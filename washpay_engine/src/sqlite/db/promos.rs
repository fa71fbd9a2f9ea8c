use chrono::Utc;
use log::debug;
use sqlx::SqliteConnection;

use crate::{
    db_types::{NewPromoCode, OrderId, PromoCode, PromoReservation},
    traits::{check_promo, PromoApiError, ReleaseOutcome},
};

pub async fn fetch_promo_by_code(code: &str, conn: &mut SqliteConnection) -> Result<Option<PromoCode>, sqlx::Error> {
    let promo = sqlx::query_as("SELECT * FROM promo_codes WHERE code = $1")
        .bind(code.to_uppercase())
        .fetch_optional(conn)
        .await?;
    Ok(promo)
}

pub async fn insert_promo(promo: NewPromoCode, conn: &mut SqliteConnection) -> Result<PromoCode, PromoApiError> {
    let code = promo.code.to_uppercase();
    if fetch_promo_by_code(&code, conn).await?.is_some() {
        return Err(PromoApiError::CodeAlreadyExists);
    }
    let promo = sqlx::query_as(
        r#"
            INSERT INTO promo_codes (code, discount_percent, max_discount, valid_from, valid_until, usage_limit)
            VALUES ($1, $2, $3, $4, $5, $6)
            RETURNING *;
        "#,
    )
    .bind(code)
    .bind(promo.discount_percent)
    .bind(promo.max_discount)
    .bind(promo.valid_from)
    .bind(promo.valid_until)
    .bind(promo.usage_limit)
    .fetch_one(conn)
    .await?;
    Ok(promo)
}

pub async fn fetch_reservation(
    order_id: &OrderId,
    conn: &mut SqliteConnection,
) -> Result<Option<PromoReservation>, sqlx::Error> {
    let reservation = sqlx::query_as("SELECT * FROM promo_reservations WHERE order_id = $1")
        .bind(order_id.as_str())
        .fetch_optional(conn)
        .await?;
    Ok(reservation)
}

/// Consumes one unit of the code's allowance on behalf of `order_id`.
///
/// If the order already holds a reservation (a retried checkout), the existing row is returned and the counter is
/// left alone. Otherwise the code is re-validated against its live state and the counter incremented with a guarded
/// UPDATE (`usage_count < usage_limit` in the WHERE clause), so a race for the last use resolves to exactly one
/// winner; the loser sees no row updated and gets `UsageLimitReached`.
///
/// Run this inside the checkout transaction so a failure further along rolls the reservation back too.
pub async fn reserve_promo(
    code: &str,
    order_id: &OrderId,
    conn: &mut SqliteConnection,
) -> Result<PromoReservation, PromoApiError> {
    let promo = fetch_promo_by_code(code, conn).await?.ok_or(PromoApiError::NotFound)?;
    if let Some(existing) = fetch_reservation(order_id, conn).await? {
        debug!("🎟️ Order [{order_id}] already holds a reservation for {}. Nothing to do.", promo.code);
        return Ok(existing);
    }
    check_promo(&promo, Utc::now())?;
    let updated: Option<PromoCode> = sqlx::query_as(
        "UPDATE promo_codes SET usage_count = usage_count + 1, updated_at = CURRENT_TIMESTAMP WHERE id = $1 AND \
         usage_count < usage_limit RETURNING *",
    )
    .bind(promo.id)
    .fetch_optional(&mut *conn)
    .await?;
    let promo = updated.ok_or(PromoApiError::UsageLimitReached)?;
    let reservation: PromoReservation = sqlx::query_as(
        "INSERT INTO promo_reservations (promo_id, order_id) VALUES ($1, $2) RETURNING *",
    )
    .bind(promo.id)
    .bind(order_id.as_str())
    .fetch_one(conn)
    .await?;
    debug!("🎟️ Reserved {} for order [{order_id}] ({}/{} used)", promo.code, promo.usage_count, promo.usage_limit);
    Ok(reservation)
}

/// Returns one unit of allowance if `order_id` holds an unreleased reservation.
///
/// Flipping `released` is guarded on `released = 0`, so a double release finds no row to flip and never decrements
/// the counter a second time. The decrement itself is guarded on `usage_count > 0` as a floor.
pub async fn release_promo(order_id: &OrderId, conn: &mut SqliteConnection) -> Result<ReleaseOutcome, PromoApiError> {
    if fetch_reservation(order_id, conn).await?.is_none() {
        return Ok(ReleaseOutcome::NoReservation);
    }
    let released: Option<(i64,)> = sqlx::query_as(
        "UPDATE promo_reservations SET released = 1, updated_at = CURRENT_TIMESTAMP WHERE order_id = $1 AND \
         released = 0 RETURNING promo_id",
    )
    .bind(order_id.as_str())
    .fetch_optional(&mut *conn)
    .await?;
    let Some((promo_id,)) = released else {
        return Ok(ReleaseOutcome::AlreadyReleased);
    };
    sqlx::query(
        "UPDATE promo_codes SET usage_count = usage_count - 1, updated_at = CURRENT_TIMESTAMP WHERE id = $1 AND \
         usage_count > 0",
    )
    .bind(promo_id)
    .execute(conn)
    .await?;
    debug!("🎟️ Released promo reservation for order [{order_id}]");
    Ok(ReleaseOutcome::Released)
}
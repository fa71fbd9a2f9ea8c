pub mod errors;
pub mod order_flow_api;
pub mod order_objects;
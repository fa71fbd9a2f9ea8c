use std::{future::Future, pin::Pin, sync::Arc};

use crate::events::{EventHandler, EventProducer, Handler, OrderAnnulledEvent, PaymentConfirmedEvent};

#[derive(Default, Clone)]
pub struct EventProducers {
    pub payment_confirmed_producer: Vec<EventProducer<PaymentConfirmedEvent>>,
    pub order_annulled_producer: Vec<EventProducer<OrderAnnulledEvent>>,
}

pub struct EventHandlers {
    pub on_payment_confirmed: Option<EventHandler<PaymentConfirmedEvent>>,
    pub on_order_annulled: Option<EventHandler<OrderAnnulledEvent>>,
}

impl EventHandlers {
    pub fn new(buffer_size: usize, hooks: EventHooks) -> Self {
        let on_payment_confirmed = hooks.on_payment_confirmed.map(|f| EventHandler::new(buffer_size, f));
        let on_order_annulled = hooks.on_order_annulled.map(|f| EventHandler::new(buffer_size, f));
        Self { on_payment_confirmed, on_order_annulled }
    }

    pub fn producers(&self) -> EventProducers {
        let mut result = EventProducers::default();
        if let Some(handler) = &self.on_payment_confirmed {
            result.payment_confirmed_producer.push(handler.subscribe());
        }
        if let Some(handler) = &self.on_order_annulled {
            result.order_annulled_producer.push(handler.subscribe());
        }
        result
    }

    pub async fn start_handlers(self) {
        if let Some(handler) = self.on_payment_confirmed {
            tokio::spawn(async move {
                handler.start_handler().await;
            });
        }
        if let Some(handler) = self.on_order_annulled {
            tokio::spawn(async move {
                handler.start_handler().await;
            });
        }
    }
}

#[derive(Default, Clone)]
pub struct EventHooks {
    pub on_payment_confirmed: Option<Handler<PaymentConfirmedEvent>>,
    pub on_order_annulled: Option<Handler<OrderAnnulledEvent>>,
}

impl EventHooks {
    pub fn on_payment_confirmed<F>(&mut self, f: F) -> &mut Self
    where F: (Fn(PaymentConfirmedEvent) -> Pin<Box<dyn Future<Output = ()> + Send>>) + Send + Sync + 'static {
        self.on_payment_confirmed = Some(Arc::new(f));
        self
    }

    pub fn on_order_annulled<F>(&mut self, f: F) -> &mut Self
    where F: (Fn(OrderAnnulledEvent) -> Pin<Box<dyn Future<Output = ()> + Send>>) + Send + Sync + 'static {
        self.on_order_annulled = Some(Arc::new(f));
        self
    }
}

= = = = =

## [Prompt]
Report all lines above with "EventProducers".

## [Task output]
pub struct EventProducers {
    pub fn producers(&self) -> EventProducers {
        let mut result = EventProducers::default();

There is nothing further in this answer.